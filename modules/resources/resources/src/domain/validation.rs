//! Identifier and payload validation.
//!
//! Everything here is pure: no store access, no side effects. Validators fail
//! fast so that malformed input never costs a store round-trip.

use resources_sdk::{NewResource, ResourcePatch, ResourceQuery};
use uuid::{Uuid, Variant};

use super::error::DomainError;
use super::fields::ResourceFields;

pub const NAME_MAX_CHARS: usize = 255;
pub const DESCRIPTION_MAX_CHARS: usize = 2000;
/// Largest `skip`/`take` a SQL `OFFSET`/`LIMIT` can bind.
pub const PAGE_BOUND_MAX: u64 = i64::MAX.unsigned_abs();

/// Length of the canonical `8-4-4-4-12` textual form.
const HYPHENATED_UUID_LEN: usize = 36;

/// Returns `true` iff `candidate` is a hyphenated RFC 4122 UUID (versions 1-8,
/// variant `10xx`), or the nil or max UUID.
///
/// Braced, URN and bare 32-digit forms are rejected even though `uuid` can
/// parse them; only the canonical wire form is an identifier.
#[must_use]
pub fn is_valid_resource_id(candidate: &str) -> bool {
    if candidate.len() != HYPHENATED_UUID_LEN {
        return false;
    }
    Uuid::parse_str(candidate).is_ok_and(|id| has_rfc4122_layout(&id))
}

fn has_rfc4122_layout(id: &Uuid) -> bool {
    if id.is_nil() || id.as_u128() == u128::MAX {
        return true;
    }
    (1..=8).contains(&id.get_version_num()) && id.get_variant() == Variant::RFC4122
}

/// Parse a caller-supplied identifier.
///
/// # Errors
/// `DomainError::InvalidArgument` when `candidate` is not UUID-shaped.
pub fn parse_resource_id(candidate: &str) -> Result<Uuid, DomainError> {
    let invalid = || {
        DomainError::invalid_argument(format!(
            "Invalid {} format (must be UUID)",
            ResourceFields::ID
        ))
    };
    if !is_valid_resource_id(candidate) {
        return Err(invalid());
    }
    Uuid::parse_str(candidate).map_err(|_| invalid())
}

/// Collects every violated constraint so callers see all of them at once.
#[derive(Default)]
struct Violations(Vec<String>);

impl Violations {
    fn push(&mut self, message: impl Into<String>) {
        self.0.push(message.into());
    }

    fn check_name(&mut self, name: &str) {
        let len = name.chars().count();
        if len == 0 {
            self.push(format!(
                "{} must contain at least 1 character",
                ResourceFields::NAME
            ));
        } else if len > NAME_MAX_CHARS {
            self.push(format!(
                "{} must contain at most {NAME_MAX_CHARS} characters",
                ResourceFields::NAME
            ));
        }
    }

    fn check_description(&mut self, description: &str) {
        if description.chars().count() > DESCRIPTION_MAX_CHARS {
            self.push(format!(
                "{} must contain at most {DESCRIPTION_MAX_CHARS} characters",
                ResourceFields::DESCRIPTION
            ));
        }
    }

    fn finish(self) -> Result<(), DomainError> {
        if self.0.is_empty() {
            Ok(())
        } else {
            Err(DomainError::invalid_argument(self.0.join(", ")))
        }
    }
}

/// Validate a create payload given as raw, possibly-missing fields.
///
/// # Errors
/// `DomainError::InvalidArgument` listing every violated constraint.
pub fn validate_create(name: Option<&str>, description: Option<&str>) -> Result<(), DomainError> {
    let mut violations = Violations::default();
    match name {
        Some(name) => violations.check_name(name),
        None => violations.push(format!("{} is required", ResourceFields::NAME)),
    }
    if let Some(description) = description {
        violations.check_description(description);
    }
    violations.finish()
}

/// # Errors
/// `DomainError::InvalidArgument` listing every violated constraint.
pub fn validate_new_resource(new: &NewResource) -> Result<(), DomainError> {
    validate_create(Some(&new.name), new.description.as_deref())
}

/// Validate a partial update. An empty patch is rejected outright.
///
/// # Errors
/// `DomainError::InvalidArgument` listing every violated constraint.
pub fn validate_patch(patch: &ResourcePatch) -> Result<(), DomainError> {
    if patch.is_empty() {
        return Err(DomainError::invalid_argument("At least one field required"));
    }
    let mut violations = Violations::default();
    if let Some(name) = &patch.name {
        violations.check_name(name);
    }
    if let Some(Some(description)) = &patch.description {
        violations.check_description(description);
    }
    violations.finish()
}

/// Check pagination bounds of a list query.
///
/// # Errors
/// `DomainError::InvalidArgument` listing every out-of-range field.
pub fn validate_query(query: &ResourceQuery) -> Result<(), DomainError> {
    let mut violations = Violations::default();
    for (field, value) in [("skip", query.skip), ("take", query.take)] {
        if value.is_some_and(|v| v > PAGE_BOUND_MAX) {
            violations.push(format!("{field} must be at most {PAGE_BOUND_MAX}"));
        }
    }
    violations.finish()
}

━━━━━━━━━━━━━━━━

> **ABOUT THIS EXERCISE**:
Copy every line of the records above that contains "impl".

> **PROBLEM SOLUTION**:
impl Violations {
    fn push(&mut self, message: impl Into<String>) {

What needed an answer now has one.